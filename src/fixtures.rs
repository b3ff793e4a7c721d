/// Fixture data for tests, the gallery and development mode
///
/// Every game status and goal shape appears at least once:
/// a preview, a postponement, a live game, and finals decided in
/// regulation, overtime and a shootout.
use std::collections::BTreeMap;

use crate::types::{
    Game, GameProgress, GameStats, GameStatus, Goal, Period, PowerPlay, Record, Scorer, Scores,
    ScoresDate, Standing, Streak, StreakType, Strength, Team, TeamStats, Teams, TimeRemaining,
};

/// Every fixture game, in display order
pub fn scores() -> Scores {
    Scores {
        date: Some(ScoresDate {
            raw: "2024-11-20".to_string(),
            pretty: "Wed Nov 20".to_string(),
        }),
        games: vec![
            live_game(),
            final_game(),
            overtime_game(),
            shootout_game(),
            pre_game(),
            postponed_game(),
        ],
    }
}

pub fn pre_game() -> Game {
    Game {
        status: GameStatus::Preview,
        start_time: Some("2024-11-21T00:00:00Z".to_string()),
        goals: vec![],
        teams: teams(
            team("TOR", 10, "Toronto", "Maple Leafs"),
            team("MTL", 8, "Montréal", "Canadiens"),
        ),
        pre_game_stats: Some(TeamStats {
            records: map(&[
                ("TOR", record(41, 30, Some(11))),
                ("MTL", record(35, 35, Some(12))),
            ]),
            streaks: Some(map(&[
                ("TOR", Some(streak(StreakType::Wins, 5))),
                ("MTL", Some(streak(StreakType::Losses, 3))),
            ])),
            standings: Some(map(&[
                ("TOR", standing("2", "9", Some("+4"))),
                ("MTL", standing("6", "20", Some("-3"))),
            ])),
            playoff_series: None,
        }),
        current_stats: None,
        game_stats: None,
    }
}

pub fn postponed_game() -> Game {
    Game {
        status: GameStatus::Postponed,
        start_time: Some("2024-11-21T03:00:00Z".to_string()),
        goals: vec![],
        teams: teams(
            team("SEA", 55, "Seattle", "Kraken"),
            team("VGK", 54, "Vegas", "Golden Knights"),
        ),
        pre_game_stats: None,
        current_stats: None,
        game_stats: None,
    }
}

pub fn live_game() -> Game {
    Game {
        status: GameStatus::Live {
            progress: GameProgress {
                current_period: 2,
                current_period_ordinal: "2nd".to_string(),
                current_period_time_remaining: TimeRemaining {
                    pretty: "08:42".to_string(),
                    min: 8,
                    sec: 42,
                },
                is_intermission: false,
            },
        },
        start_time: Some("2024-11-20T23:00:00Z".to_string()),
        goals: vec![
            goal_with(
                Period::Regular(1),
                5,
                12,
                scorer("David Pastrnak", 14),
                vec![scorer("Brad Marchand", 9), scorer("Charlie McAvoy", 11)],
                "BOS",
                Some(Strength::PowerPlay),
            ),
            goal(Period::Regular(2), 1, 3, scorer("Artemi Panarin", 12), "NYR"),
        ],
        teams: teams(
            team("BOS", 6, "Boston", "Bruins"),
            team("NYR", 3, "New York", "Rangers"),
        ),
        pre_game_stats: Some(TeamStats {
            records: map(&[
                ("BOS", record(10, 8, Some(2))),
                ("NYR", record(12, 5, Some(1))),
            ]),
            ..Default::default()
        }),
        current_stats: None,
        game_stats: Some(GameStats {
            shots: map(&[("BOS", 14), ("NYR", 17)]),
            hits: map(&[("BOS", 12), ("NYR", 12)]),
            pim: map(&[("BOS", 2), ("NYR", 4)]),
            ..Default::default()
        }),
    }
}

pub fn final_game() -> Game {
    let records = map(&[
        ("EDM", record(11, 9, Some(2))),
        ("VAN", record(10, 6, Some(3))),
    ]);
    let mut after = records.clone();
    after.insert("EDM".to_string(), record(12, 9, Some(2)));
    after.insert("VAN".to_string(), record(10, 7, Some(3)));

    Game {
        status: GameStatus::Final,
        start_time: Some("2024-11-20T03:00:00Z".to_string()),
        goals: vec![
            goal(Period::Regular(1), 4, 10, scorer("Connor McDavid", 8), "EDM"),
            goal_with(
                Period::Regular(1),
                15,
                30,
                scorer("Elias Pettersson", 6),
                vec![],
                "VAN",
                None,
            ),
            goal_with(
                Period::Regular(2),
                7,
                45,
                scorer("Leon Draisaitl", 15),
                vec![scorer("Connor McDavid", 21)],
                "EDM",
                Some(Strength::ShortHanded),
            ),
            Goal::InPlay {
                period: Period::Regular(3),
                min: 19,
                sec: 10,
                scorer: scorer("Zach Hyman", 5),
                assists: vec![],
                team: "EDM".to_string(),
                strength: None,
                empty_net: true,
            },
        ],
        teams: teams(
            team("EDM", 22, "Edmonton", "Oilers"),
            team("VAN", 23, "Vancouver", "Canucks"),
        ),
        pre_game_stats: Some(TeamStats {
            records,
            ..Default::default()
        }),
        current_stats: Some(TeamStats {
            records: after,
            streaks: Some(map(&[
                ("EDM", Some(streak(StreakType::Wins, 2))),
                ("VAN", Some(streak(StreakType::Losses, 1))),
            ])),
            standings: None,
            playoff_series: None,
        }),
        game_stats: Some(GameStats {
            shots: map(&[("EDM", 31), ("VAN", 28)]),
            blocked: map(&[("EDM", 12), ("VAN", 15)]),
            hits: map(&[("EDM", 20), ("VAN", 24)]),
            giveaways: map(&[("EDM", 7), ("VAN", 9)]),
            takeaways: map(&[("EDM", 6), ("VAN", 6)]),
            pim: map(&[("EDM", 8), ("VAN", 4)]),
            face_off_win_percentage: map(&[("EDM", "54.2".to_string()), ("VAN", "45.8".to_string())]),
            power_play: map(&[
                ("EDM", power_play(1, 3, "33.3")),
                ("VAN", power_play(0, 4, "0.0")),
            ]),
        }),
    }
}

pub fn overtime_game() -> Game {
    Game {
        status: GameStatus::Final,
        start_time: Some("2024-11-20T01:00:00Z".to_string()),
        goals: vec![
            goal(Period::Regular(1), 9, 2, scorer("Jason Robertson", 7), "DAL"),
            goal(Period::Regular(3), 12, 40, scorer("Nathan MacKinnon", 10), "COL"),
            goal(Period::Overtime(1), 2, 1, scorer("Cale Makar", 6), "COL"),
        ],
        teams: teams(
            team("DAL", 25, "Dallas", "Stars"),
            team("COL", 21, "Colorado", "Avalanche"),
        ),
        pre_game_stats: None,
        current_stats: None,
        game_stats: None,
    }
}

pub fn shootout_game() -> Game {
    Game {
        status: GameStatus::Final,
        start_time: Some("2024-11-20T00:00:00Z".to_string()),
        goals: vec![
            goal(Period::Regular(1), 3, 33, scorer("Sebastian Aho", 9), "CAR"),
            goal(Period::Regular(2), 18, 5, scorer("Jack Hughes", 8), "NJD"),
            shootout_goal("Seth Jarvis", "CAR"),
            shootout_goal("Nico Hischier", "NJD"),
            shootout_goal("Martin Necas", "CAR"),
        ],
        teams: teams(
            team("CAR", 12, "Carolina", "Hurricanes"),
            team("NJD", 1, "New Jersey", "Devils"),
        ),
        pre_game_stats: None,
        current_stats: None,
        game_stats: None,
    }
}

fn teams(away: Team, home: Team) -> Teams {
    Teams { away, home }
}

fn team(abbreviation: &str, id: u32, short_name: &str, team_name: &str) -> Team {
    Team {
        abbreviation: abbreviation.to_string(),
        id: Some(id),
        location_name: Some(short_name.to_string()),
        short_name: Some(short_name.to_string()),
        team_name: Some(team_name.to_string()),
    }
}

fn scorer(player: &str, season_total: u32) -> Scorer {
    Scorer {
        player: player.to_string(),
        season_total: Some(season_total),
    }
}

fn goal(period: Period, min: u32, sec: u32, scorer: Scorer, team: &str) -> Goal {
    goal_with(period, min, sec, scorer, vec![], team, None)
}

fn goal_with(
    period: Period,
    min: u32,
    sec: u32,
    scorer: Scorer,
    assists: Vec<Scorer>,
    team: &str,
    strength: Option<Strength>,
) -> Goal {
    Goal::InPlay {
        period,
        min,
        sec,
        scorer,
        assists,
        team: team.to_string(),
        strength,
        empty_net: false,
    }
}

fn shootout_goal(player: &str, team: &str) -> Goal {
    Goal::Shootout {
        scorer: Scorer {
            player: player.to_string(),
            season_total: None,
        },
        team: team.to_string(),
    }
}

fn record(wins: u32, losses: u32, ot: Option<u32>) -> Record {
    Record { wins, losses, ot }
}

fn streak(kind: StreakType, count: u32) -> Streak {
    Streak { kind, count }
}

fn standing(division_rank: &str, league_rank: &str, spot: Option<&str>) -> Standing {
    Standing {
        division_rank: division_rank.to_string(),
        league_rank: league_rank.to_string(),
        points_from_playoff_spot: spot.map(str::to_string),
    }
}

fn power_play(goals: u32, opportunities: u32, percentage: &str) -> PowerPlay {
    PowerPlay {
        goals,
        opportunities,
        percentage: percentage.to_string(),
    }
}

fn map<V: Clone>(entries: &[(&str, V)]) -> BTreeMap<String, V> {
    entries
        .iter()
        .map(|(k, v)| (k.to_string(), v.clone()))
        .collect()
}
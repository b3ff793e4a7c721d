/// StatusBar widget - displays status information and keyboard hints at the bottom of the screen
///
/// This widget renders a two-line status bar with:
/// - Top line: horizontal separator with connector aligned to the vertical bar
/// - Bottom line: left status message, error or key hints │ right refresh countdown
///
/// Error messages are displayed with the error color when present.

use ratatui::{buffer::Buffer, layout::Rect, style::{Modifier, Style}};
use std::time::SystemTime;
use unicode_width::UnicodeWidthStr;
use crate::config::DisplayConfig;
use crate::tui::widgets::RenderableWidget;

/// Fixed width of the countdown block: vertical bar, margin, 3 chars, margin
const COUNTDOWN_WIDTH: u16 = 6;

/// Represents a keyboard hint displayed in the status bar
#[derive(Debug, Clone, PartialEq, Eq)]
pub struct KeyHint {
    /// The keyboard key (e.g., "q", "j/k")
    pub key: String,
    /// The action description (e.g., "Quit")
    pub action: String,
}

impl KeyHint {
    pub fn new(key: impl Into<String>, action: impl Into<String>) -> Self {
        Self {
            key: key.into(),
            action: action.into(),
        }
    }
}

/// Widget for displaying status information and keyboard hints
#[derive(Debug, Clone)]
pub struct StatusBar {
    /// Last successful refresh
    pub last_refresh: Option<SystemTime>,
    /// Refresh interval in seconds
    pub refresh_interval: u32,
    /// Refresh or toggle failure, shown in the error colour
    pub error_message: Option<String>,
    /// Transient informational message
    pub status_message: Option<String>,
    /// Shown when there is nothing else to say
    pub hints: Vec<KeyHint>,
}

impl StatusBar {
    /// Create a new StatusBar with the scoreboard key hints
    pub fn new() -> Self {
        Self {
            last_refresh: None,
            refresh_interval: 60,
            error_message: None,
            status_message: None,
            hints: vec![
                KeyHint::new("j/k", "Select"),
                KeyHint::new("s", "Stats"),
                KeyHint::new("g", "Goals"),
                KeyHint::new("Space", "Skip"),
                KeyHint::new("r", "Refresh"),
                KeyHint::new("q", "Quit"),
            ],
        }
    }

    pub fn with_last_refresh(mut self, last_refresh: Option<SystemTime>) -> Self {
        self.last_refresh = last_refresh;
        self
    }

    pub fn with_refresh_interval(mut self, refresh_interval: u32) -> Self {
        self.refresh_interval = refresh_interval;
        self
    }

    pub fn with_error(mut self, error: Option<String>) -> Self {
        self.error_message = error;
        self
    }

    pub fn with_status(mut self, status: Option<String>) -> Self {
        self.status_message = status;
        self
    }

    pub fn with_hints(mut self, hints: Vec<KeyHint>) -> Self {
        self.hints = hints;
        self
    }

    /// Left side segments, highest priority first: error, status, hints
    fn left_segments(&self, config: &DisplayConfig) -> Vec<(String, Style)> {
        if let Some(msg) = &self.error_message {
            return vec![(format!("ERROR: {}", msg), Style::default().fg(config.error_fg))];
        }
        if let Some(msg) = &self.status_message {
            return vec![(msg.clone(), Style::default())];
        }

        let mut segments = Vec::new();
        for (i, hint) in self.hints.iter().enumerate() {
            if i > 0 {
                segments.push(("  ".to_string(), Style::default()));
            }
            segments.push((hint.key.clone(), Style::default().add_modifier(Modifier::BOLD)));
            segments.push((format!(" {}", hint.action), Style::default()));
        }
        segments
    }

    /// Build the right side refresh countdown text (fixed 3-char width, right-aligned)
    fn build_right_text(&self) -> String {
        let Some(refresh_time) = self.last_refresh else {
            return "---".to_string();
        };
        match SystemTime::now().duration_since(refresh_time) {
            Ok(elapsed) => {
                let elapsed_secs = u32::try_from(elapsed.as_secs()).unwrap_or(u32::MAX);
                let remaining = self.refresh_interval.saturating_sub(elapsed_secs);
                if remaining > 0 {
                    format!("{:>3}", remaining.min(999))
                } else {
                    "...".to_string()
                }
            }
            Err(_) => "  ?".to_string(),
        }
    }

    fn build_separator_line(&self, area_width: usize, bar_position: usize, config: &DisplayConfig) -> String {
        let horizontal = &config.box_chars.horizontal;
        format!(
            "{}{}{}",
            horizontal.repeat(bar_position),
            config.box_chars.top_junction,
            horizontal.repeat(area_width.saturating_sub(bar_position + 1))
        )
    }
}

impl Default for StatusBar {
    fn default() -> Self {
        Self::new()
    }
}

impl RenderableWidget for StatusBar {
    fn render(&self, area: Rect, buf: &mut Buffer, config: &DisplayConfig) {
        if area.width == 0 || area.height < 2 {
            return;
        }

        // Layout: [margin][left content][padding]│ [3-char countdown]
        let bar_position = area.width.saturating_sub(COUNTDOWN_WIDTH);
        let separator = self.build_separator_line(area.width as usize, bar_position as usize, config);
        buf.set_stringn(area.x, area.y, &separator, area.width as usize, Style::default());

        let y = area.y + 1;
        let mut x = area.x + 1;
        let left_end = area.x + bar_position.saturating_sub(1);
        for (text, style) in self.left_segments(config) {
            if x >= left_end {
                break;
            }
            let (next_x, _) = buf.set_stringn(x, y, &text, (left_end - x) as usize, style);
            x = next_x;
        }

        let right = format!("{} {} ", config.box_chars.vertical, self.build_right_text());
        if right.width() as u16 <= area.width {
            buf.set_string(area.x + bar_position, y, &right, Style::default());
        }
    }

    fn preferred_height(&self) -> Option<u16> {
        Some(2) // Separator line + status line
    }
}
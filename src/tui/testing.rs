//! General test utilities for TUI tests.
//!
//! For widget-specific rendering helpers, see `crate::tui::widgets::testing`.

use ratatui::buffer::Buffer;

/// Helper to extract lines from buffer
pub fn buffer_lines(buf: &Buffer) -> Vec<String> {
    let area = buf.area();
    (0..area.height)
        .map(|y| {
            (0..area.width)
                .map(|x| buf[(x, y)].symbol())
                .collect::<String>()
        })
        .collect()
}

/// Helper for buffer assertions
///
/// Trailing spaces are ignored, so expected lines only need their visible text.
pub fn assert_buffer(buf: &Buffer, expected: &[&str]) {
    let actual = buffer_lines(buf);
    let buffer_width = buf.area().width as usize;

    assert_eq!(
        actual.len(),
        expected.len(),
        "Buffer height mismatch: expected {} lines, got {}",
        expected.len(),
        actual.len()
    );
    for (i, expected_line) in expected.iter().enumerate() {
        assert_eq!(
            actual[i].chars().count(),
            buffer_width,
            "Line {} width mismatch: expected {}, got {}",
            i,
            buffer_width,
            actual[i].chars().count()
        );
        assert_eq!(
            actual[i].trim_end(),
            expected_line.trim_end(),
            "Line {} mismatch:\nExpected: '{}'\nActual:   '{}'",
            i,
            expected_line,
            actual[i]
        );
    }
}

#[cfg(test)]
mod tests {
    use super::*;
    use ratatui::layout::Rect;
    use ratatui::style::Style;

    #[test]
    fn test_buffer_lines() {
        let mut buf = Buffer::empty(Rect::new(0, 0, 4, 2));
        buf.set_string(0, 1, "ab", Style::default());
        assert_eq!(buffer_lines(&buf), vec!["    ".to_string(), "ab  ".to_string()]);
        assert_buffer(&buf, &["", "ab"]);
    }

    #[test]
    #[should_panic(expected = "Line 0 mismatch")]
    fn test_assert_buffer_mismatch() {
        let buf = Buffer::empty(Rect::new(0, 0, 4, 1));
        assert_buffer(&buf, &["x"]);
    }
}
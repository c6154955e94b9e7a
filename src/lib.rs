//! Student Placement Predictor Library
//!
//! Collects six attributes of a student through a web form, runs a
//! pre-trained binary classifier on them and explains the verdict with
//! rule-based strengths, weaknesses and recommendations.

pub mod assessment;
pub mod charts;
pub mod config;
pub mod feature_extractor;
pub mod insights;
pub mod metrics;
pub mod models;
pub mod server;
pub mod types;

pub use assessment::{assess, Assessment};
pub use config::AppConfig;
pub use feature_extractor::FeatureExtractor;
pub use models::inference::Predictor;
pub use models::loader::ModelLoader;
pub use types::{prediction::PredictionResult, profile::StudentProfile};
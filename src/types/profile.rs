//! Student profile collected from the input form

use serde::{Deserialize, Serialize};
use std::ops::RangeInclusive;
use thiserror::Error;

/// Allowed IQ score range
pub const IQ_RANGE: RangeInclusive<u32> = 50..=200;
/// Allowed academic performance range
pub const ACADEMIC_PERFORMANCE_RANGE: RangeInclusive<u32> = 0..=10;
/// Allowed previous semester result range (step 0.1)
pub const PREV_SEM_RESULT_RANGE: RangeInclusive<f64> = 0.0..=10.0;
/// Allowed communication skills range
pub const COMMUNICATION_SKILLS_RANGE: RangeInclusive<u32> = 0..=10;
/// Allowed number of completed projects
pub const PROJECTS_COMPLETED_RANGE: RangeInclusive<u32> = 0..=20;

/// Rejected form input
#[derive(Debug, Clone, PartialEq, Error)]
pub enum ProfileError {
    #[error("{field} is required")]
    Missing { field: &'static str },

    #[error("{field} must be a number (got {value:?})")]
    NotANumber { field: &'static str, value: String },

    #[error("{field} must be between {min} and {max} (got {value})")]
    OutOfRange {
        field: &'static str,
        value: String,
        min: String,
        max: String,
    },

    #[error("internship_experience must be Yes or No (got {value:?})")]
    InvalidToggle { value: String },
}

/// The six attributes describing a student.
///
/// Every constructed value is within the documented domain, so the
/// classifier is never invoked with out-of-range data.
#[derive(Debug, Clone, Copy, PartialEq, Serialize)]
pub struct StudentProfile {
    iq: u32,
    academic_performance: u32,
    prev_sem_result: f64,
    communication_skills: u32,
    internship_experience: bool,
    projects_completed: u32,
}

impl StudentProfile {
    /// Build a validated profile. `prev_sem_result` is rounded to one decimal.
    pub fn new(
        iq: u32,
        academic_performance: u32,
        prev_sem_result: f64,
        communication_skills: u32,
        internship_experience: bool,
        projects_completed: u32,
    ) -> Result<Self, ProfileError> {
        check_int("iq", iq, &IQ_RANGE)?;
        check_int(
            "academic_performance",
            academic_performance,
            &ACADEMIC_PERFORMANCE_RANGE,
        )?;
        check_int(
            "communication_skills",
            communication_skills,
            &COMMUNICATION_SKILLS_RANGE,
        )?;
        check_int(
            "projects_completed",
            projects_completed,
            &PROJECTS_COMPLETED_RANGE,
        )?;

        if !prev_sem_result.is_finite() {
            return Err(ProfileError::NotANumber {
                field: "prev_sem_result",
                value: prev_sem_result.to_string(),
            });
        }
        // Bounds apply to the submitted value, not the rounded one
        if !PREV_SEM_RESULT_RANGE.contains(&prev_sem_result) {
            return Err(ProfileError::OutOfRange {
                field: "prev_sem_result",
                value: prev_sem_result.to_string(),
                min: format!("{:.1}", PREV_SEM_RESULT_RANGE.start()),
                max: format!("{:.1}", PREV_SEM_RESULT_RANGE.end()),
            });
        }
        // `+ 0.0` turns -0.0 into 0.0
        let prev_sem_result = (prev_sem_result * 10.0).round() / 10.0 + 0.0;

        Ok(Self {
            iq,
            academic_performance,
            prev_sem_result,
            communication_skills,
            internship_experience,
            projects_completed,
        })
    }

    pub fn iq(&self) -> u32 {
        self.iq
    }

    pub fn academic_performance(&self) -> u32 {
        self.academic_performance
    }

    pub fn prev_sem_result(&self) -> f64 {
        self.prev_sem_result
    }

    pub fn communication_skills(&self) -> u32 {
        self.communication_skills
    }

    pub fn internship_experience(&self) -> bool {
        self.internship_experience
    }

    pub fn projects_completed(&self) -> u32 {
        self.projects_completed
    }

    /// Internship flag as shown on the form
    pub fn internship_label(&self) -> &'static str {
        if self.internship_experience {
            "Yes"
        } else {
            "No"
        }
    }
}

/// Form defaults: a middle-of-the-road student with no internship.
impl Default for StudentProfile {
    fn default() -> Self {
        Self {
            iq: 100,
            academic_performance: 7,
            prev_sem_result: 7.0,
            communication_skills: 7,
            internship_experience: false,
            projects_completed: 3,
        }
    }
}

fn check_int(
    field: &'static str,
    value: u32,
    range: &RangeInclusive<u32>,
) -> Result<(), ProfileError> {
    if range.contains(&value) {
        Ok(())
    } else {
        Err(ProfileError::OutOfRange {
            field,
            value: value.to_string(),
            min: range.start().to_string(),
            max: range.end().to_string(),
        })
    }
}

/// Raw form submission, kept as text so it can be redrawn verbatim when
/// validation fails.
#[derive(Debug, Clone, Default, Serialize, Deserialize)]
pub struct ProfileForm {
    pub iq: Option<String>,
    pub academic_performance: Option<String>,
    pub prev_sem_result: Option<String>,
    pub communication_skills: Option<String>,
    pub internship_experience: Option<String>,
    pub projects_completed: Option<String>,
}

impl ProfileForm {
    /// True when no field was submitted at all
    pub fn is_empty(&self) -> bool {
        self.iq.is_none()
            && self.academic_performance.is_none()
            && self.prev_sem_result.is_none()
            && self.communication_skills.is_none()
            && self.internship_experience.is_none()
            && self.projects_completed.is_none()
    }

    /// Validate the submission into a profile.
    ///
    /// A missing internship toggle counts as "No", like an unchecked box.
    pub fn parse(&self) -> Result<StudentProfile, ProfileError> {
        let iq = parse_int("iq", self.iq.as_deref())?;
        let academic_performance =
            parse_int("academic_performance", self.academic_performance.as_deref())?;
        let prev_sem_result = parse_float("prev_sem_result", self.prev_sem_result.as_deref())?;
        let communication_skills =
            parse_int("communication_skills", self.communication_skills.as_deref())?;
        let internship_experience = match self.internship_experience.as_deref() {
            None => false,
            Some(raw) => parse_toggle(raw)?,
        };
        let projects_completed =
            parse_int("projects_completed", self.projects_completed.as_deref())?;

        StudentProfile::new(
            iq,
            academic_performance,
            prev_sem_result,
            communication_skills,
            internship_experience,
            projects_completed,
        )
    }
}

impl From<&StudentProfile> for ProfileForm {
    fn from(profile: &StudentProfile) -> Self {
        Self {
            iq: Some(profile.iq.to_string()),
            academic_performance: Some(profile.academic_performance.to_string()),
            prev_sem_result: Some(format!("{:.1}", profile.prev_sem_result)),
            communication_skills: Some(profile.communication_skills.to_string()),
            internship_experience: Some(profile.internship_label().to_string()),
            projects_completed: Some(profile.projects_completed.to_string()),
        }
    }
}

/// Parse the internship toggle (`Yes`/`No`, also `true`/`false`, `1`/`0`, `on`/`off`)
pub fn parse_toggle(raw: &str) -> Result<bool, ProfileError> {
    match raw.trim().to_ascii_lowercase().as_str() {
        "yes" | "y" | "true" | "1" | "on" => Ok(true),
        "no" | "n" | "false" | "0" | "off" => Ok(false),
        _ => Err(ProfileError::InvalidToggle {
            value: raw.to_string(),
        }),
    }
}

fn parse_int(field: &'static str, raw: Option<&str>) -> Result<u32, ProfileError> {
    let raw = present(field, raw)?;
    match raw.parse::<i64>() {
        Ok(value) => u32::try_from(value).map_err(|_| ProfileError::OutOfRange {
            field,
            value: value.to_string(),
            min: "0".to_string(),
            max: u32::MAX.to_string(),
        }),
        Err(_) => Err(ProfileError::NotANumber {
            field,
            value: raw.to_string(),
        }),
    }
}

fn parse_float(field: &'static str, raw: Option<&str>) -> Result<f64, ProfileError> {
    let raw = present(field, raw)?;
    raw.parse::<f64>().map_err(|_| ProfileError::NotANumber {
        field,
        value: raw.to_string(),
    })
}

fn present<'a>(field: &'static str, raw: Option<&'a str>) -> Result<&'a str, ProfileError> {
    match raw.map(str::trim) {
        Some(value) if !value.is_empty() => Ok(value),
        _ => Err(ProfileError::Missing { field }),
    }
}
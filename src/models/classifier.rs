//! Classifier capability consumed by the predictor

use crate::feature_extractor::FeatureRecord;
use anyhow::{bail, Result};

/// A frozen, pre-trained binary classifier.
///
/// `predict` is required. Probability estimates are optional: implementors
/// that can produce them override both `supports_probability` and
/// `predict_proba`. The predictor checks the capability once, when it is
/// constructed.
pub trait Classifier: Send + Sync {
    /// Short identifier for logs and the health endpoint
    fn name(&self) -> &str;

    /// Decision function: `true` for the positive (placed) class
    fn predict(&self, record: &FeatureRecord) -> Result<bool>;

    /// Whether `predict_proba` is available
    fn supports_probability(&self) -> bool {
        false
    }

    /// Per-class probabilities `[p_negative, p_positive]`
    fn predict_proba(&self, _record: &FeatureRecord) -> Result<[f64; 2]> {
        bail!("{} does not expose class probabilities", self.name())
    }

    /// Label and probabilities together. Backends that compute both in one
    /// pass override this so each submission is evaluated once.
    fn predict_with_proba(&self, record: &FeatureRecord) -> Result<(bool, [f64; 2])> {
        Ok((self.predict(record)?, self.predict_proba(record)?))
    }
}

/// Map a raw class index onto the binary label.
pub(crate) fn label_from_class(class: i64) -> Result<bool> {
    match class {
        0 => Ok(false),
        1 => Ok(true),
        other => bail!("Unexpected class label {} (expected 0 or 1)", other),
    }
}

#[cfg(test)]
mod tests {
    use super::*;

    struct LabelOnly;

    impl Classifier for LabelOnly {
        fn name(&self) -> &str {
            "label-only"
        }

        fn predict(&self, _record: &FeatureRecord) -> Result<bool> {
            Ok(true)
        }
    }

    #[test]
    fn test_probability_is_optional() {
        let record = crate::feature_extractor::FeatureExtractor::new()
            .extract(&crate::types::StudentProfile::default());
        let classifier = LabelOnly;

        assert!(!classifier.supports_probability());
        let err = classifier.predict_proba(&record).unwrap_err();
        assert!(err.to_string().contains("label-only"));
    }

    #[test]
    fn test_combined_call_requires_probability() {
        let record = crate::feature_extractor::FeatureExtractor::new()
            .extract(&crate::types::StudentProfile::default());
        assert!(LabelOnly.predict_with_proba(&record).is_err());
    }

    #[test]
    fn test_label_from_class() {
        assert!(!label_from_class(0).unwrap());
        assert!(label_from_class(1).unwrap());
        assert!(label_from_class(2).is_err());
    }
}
━━━━━━━━━━━━━━━━
### Task description
Within the material above, show every line that includes "RenderableWidget".

### Output for this exercise
use crate::tui::widgets::RenderableWidget;
impl RenderableWidget for StatusBar {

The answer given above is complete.